You're right. I did not understand that difference between the two lines.
But I'm still not certain.

What then would be the sequence to create a taskbar button (say a red box,
for example) that, when clicked, would

1) Change the highlight button to red
2) Turn on red highlighting so that:
a) Highlighted text would turn red or
b) if no text is highlighted, simply turn on red highlighting so
that I can highlight as I read by dragging my cursor across unhighlighted
text?

Right now I'm using:

1) Options.DefaultHighlightColorIndex = wdRed (to select red and turn any
selected text to red)
2) SendKeys "{F10}" (to turn on highlighting - where my computer has been
set to use F10 to turn on highlighting).

I think you are right. It would be better not to use the sendkeys command
(especially if I want to move the macro to another computer). But I'm not
sure of the sequence that will avoid using sendkeys.
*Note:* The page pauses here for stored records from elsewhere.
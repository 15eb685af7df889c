// crates/eshop-core/src/seed/seeders/tags.rs

use std::collections::HashSet;
use std::sync::Arc;

use async_trait::async_trait;
use tracing::{info, warn};

use super::{SeededEntity, Seeder};
use crate::db::{EntityKind, NewTag, SeedTransaction};
use crate::error::{Result, SeedError, SeedPhase};
use crate::seed::context::SeederContext;
use crate::seed::providers::TagDataProvider;

pub struct TagSeeder {
    provider: Arc<dyn TagDataProvider>,
}

impl TagSeeder {
    pub fn new(provider: Arc<dyn TagDataProvider>) -> Self {
        Self { provider }
    }
}

#[async_trait]
impl Seeder for TagSeeder {
    fn name(&self) -> &'static str {
        "TagSeeder"
    }

    fn kind(&self) -> EntityKind {
        EntityKind::Tags
    }

    fn order(&self) -> i32 {
        4
    }

    async fn seed(
        &self,
        tx: &mut dyn SeedTransaction,
        context: &mut SeederContext,
    ) -> Result<Vec<SeededEntity>> {
        context.mark_populated(EntityKind::Tags);

        let mut slugs = HashSet::new();
        let mut seeded = Vec::new();
        for tag in self.provider.tags() {
            let slug = slug::slugify(&tag.name);
            if !slugs.insert(slug.clone()) {
                warn!(tag = %tag.name, %slug, "Duplicate tag, keeping first");
                continue;
            }

            let record = tx
                .insert_tag(&NewTag {
                    name: tag.name,
                    slug,
                })
                .await
                .map_err(|e| SeedError::in_phase(SeedPhase::Tags, e))?;

            seeded.push(SeededEntity::new(EntityKind::Tags, record.id, &record.name));
            context.add_tag(record);
        }

        info!(provider = self.provider.provider_name(), count = seeded.len(), "Seeded tags");
        Ok(seeded)
    }
}
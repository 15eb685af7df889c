use std::sync::atomic::{AtomicBool, Ordering};
use std::sync::Arc;

use anyhow::Result;
use async_trait::async_trait;
use eshop_core::config::{DataSource, Settings};
use eshop_core::db::{
    EntityKind, MemorySeedStore, MemoryTables, NewUser, SeedStore, SeedTransaction,
};
use eshop_core::error::{SeedError, SeedPhase};
use eshop_core::seed::passwords::PasswordConfig;
use eshop_core::seed::providers::CategoryDataProvider;
use eshop_core::seed::taxonomy::materialize;
use eshop_core::seed::{
    default_seeders, CategoryNode, CodeBasedCatalog, OrchestratorState, Providers, SeedOrchestrator,
    SeedProperties, SeededEntity, Seeder, SeederContext, UserRole,
};
use eshop_core::startup::run_on_startup;

/// Test profile with a cheap password hash.
fn test_settings() -> Settings {
    let mut settings = Settings::default().with_profiles(&["test"]);
    settings.password_config = PasswordConfig {
        memory_cost: 1024,
        time_cost: 1,
        parallelism: 1,
        ..PasswordConfig::default()
    };
    settings
}

fn builtin() -> Arc<SeedProperties> {
    Arc::new(SeedProperties::builtin().expect("bundled seed file"))
}

fn total_rows(tables: &MemoryTables) -> usize {
    EntityKind::ALL.iter().map(|kind| tables.count(*kind)).sum()
}

async fn insert_existing_user(store: &MemorySeedStore, username: &str, role: UserRole) -> Result<()> {
    let mut tx = store.begin().await?;
    tx.insert_user(&NewUser {
        username: username.to_string(),
        email: None,
        password_hash: "$argon2id$v=19$m=1024,t=1,p=1$c2FsdHNhbHQ$aGFzaA".to_string(),
        first_name: None,
        last_name: None,
        phone: None,
        address: None,
        role,
        seller_type: None,
    })
    .await?;
    tx.commit().await?;
    Ok(())
}

/// Records whether `seed` was ever called.
struct SpySeeder {
    kind: EntityKind,
    invoked: Arc<AtomicBool>,
}

#[async_trait]
impl Seeder for SpySeeder {
    fn name(&self) -> &'static str {
        "SpySeeder"
    }

    fn kind(&self) -> EntityKind {
        self.kind
    }

    fn order(&self) -> i32 {
        1
    }

    async fn seed(
        &self,
        _tx: &mut dyn SeedTransaction,
        _context: &mut SeederContext,
    ) -> eshop_core::error::Result<Vec<SeededEntity>> {
        self.invoked.store(true, Ordering::SeqCst);
        Ok(Vec::new())
    }
}

/// Stands in for the product seeder and always fails.
struct FailingProductSeeder;

#[async_trait]
impl Seeder for FailingProductSeeder {
    fn name(&self) -> &'static str {
        "ProductSeeder"
    }

    fn kind(&self) -> EntityKind {
        EntityKind::Products
    }

    fn depends_on(&self) -> &'static [EntityKind] {
        &[EntityKind::Categories, EntityKind::Stores]
    }

    fn order(&self) -> i32 {
        6
    }

    async fn seed(
        &self,
        _tx: &mut dyn SeedTransaction,
        context: &mut SeederContext,
    ) -> eshop_core::error::Result<Vec<SeededEntity>> {
        assert!(!context.stores()?.is_empty());
        Err(SeedError::seeding(SeedPhase::Products, "simulated product failure"))
    }
}

#[tokio::test]
async fn fresh_database_is_fully_seeded() -> Result<()> {
    let store = MemorySeedStore::new();
    let mut orchestrator =
        SeedOrchestrator::with_default_seeders(Arc::new(store.clone()), test_settings(), builtin());

    let result = orchestrator.orchestrate().await?;
    assert!(result.successful);
    assert!(!result.skipped);
    assert_eq!(orchestrator.state(), OrchestratorState::Succeeded);

    let tables = store.snapshot().await;
    assert_eq!(result.total_seeded(), total_rows(&tables));
    assert_eq!(result.users_seeded(), 7);
    assert_eq!(result.categories_seeded(), tables.categories.len());
    assert_eq!(result.products_seeded(), 2);

    let expected_categories: usize = CodeBasedCatalog
        .category_hierarchy()
        .iter()
        .map(CategoryNode::total_node_count)
        .sum();
    assert_eq!(tables.categories.len(), expected_categories);
    assert_eq!(tables.stores.len(), 4);
    assert_eq!(tables.carts.len(), 2);
    assert_eq!(tables.product_tags.len(), 3);
    Ok(())
}

#[tokio::test]
async fn second_run_is_skipped() -> Result<()> {
    let store = Arc::new(MemorySeedStore::new());

    let first = SeedOrchestrator::with_default_seeders(store.clone(), test_settings(), builtin())
        .orchestrate()
        .await?;
    assert!(!first.skipped);
    let before = store.snapshot().await;

    let mut second = SeedOrchestrator::with_default_seeders(store.clone(), test_settings(), builtin());
    let result = second.orchestrate().await?;
    assert!(result.skipped);
    assert!(result.successful);
    assert_eq!(result.duration_ms, 0);
    assert_eq!(result.total_seeded(), 0);
    assert_eq!(second.state(), OrchestratorState::Skipped);

    let after = store.snapshot().await;
    assert_eq!(total_rows(&before), total_rows(&after));
    assert_eq!(before.users, after.users);
    Ok(())
}

#[tokio::test]
async fn populated_database_never_invokes_seeders() -> Result<()> {
    let store = MemorySeedStore::new();
    insert_existing_user(&store, "someone", UserRole::Customer).await?;

    let invoked = Arc::new(AtomicBool::new(false));
    let seeders: Vec<Box<dyn Seeder>> = vec![Box::new(SpySeeder {
        kind: EntityKind::Users,
        invoked: invoked.clone(),
    })];

    let result = SeedOrchestrator::new(Arc::new(store.clone()), test_settings(), builtin(), seeders)
        .orchestrate()
        .await?;

    assert!(result.skipped);
    assert!(!invoked.load(Ordering::SeqCst));
    assert_eq!(store.snapshot().await.users.len(), 1);
    Ok(())
}

#[tokio::test]
async fn anchor_covers_every_kind_without_a_user_seeder() -> Result<()> {
    let store = MemorySeedStore::new();
    let invoked = Arc::new(AtomicBool::new(false));

    // Seed one brand, then try again with only a spy on brands.
    let mut tx = store.begin().await?;
    tx.insert_brand(&eshop_core::db::NewBrand {
        name: "Acme".into(),
        description: None,
        logo_url: None,
    })
    .await?;
    tx.commit().await?;

    let seeders: Vec<Box<dyn Seeder>> = vec![Box::new(SpySeeder {
        kind: EntityKind::Brands,
        invoked: invoked.clone(),
    })];
    let result = SeedOrchestrator::new(Arc::new(store.clone()), test_settings(), builtin(), seeders)
        .orchestrate()
        .await?;

    assert!(result.skipped);
    assert!(!invoked.load(Ordering::SeqCst));
    Ok(())
}

#[tokio::test]
async fn product_failure_rolls_back_everything() -> Result<()> {
    let store = MemorySeedStore::new();
    let settings = test_settings();
    let properties = builtin();
    let providers = Providers::select(DataSource::Code, properties.clone());

    let mut seeders: Vec<Box<dyn Seeder>> = default_seeders(&settings, properties.clone(), &providers)
        .into_iter()
        .filter(|s| s.kind() != EntityKind::Products)
        .collect();
    seeders.push(Box::new(FailingProductSeeder));

    let mut orchestrator = SeedOrchestrator::new(Arc::new(store.clone()), settings, properties, seeders);
    let err = orchestrator.orchestrate().await.unwrap_err();

    assert_eq!(err.phase(), SeedPhase::Products);
    assert_eq!(orchestrator.state(), OrchestratorState::Failed);

    let tables = store.snapshot().await;
    assert_eq!(total_rows(&tables), 0);
    assert!(tables.categories.is_empty());
    assert!(tables.stores.is_empty());
    assert!(tables.products.is_empty());
    Ok(())
}

#[tokio::test]
async fn production_profile_is_refused_before_any_write() -> Result<()> {
    let store = MemorySeedStore::new();
    let settings = Settings::default().with_profiles(&["prod"]);

    let mut orchestrator = SeedOrchestrator::with_default_seeders(Arc::new(store.clone()), settings, builtin());
    let err = orchestrator.orchestrate().await.unwrap_err();

    assert!(matches!(err, SeedError::Security { ref active, .. } if active == &["prod".to_string()]));
    assert_eq!(err.phase(), SeedPhase::Configuration);
    assert_eq!(orchestrator.state(), OrchestratorState::Failed);
    assert_eq!(total_rows(&store.snapshot().await), 0);
    Ok(())
}

#[tokio::test]
async fn invalid_properties_fail_before_the_transaction() -> Result<()> {
    let store = MemorySeedStore::new();
    let properties = SeedProperties::from_toml_str(
        r#"
        [[users]]
        username = "admin"
        [[users]]
        username = "admin"
        "#,
    )?;

    let mut orchestrator =
        SeedOrchestrator::with_default_seeders(Arc::new(store.clone()), test_settings(), Arc::new(properties));
    let err = orchestrator.orchestrate().await.unwrap_err();

    assert!(matches!(err, SeedError::Configuration(_)));
    assert_eq!(total_rows(&store.snapshot().await), 0);
    Ok(())
}

#[tokio::test]
async fn properties_source_seeds_the_configured_catalog() -> Result<()> {
    let store = MemorySeedStore::new();
    let mut settings = test_settings();
    settings.data_source = DataSource::Properties;

    let result = SeedOrchestrator::with_default_seeders(Arc::new(store.clone()), settings, builtin())
        .orchestrate()
        .await?;

    let tables = store.snapshot().await;
    assert_eq!(result.products_seeded(), 4);
    assert_eq!(tables.stores.len(), 3);
    assert!(tables.products.iter().any(|p| p.sku == "ORGANIC-APPLES"));

    let sports_shoes = tables
        .categories
        .iter()
        .find(|c| c.name == "Sports Shoes")
        .expect("nested category");
    assert_eq!(sports_shoes.slug, "fashion-footwear-sports-shoes");
    assert_eq!(sports_shoes.path, "Fashion > Footwear > Sports Shoes");
    assert_eq!(sports_shoes.depth, 2);
    Ok(())
}

#[tokio::test]
async fn disabled_user_seeding_reuses_existing_users() -> Result<()> {
    let store = MemorySeedStore::new();
    insert_existing_user(&store, "retail1", UserRole::Seller).await?;

    let mut properties = SeedProperties::builtin()?;
    properties.users_enabled = false;

    let result = SeedOrchestrator::with_default_seeders(Arc::new(store.clone()), test_settings(), Arc::new(properties))
        .orchestrate()
        .await?;
    assert!(!result.skipped);
    assert_eq!(result.users_seeded(), 0);

    let tables = store.snapshot().await;
    assert_eq!(tables.users.len(), 1);
    // Only the store whose seller exists is created.
    assert_eq!(tables.stores.len(), 1);
    assert_eq!(tables.stores[0].name, "Tech Retail Store");
    assert_eq!(tables.stores[0].seller_id, tables.users[0].id);
    assert!(tables.carts.is_empty());
    Ok(())
}

#[tokio::test]
async fn materialization_writes_parents_before_children() -> Result<()> {
    let store = MemorySeedStore::new();
    let root = CategoryNode::with_children("Electronics", &["Mobiles", "Laptops"]);

    let mut tx = store.begin().await?;
    let mut display_order = 0;
    let tree = materialize(tx.as_mut(), &root, &mut display_order).await?;
    tx.commit().await?;

    assert_eq!(tree.rows.len(), 3);
    assert_eq!(tree.leaves, 2);
    assert_eq!(display_order, 3);

    let electronics = &tree.rows[0];
    assert_eq!(electronics.parent_id, None);
    assert_eq!(electronics.slug, "electronics");
    assert_eq!(electronics.depth, 0);

    for (row, name) in tree.rows[1..].iter().zip(["Mobiles", "Laptops"]) {
        assert_eq!(row.name, name);
        assert_eq!(row.parent_id, Some(electronics.id));
        assert_eq!(row.depth, 1);
        assert_eq!(row.path, format!("Electronics > {name}"));
    }
    assert_eq!(tree.rows[1].slug, "electronics-mobiles");
    assert_eq!(tree.rows[2].display_order, 2);

    assert_eq!(store.snapshot().await.categories.len(), 3);
    Ok(())
}

#[tokio::test]
async fn category_cleanup_cascades_to_products() -> Result<()> {
    let store = MemorySeedStore::new();
    SeedOrchestrator::with_default_seeders(Arc::new(store.clone()), test_settings(), builtin())
        .orchestrate()
        .await?;

    let mut tx = store.begin().await?;
    tx.delete_all(EntityKind::Categories).await?;
    tx.commit().await?;

    let tables = store.snapshot().await;
    assert!(tables.categories.is_empty());
    assert!(tables.products.is_empty());
    assert!(tables.product_tags.is_empty());
    assert_eq!(tables.stores.len(), 4);
    Ok(())
}

#[tokio::test]
async fn startup_hook_respects_flag_and_profile() -> Result<()> {
    let store = MemorySeedStore::new();

    let mut disabled = test_settings();
    disabled.seed_enabled = false;
    assert!(run_on_startup(Arc::new(store.clone()), disabled, builtin()).await?.is_none());

    let prod = Settings::default().with_profiles(&["prod"]);
    assert!(run_on_startup(Arc::new(store.clone()), prod, builtin()).await?.is_none());
    assert_eq!(total_rows(&store.snapshot().await), 0);

    let seeded = run_on_startup(Arc::new(store.clone()), test_settings(), builtin()).await?;
    assert!(seeded.is_some_and(|r| r.successful && !r.skipped));
    Ok(())
}

#[tokio::test]
async fn startup_failure_is_fatal_only_in_dev_and_test() -> Result<()> {
    let invalid = Arc::new(SeedProperties::from_toml_str(
        r#"
        [[users]]
        username = "dup"
        [[users]]
        username = "dup"
        "#,
    )?);

    let local = Settings { active_profiles: vec!["local".into()], ..test_settings() };
    let outcome = run_on_startup(Arc::new(MemorySeedStore::new()), local, invalid.clone()).await?;
    assert!(outcome.is_none());

    let dev = test_settings().with_profiles(&["dev"]);
    let err = run_on_startup(Arc::new(MemorySeedStore::new()), dev, invalid).await.unwrap_err();
    assert!(matches!(err, SeedError::Configuration(_)));
    Ok(())
}

fn properties_settings() -> Settings {
    let mut settings = test_settings();
    settings.data_source = DataSource::Properties;
    settings
}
Sorry if I'm being obtuse. I'm not very familiar with VB.

Thanks.

Regards,
Anthony Giorgianni

For everyone's benefit, please reply to the group.

"Tony Jollans" My forename at my surname dot com wrote in message
...
There are two (VBA) statements that you seem to be confusing or
misunderstanding:

1. Selection.Range.HighlightColorIndex = wdRed

This highlights the selection without affecting the toolbar button - and
is the one to use to avoid sendkeys.

2. Options.DefaultHighlightColorIndex = wdRed

This changes the toolbar button (which then allows the sendkeys to use it
to get the chosen colour) but does not affect the text.